Antibiotic-Impregnated Catheters Superior

Abstract & Commentary

Synopsis: Central venous catheters (CVCs) impregnated with minocycline and rifampin were one-third as likely to become colonized and only one-twelfth as likely to be the source of a bloodstream infection as CVCs impregnated with chlorhexidine and silver sulfadiazine.

Source: Darouiche RO, et al. N Engl J Med 1999; 340:1-8.

Prevention of nosocomial infection related to central venous access is an important clinical goal. Darouiche and colleagues prospectively compared two antimicrobial-impregnated central venous catheters (CVCs) in a group of 865 insertions at 12 university-affiliated teaching hospitals. Patients who were at high risk (ICU patients or those known to be immunocompromised) and expected to need central access for at least three days were randomly chosen to receive 7 F, triple-lumen CVCs impregnated with chlorhexidine silver sulfadiazine (CSS) or minocycline and rifampin (MR). Only catheters inserted with an initial venous stick were included in the study population; no patients using over-a-wire change were studied. In addition to the usual semiquantitative culture techniques applied to catheter segments on removal, sonication culture of the catheter was used to increase the yield of potentially colonizing organisms. Indications for catheter removal were when it was no longer needed, if mechanical problems occurred, or if catheter-related infection was suspected.

Randomization for patient demographics, duration of cannulation, disease process, and reason for removal was successful in the 738 catheter placements in 698 patients completing the study (85% of the total 865 CVCs initially entered). Only one of the 350 MR CVCs was associated with a bloodstream infection compared to 13 of the 370 CSS catheters (P < 0.002). Twenty-eight of the MR CVCs (7.9%) were colonized as compared to 87 of the CSS (22.8%); P = 0.001. No complications related to CVC impregnation, including patient hypersensitivity or antibiotic resistance, were noted in either group.


Both of the catheters used in this study have previously been shown to reduce the incidence of catheter-related infections and to about the same extent when compared to nontreated catheters. This is the first head-to-head trial of both types of catheter. Darouiche et al mention several facts about the devices they used: the MR catheters are impregnated inside and outside; the catheters used in this study had almost five times the amount of minocycline and 20 times the amount of rifampin per catheter as those used in earlier studies; and CSS catheters are only impregnated on the outer surface. The MR catheters are about $11 more than the CSS and about $50 more than a conventional catheter (using my estimate of $20 for a conventional CVC).

Other interesting factors reported in this study were that the femoral and jugular routes (together) had two- to fivefold increases in catheter-related infection rates compared to subclavian placement; that men were more likely to experience catheter-related infection than women; that the rate of catheter-related infection was related to the duration of catheterization; and that patients in the ICU or on mechanical ventilation had higher catheter-related infection rates.

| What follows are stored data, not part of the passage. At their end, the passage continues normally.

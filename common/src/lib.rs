//! Curex Shared Types
//!
//! This crate contains the domain types shared by the curex conversion
//! pipeline and its front ends: currency codes and the session catalog,
//! dated rate documents, conversion results, historical series, and
//! flag-image helpers.

pub mod currency;
pub mod flags;
pub mod rates;
pub mod time;

pub use currency::*;
pub use flags::*;
pub use rates::*;
pub use time::*;
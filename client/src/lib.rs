//! Curex Client Pipeline
//!
//! Fetches currency catalogs and rate documents from a primary host with a
//! single fallback mirror, converts amounts, and assembles trailing 7-day
//! rate history.
//!
//! # Features
//!
//! - Primary-to-fallback fetch with one hand-off and no retries
//! - Conversion with display rounding and reverse rate
//! - Trailing 7-day historical series, all-or-nothing on transport failure
//! - Presentation port with request sequencing to discard stale responses
//!
//! # Example
//!
//! ```rust,ignore
//! use curex_client::{ConverterSession, FallbackSource, SourceConfig};
//! use std::sync::Arc;
//!
//! let source = Arc::new(FallbackSource::from_config(&SourceConfig::default()));
//! let session = ConverterSession::new(source, my_port);
//!
//! session.load_catalog().await;
//! session.set_amount("10").await?;
//! session.swap().await?;
//! ```

pub mod config;
pub mod engine;
pub mod error;
pub mod history;
pub mod input;
pub mod port;
pub mod session;
pub mod source;

pub use config::SourceConfig;
pub use engine::{ConversionEngine, ConversionRequest};
pub use error::{ClientError, ClientResult, ValidationError};
pub use history::SeriesBuilder;
pub use input::ConversionInput;
pub use port::{FlagSide, LoadingGuard, Presentation, RequestToken, SequencedPort};
pub use session::{ConverterSession, Selection};
pub use source::{FallbackSource, HttpRateSource, RateSource};

#[cfg(any(test, feature = "test-utils"))]
pub use source::MockRateSource;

While the outcome differences are impressive, there are several concerns about these study data and their implications. The infection rate of the CSS catheters reported in this study is much higher than previously reported. The average reported bloodstream infection rate is only 1%, with a colonization rate of around 12% for CSS catheters in other studies. The rate of bloodstream infections of 3.4% and a colonization rate of 22% suggest a problem with diagnostic accuracy or catheter care. Darouiche et al suggest that sonication enhances the "yield" of organisms and may be part of the reason for the high rates. This procedure is not yet the accepted method of diagnosis and is not routinely available for clinical use. The data should have included what was found using the traditional rolled-catheter, colony-forming units method of identifying infection.

Another explanation of the results offered by Darouiche et al is that the MR catheters are coated inside as well as outside. If line infection originates hematogenously as well as from the skin, this may be important in decreasing infection. It also suggests that failure of aseptic line management may be occurring in this study. Line dressing techniques also contribute to catheter-related infections. The dressing technique is not described in this study. Occlusive dressings and use of neosporin ointment have the highest catheter-related infection rates; nonocclusive, chlorohexidine cream, the lowest. The type of line dressing should have been made clear in the paper.

These concerns aside, this is promising new information and any patient with a central venous catheter that is expected to remain in place for more than seven days may benefit from an antimicrobial catheter or placement technique. The true difference between MR and CSS catheters, catheter tunneling, and collagen plugs awaits additional testing.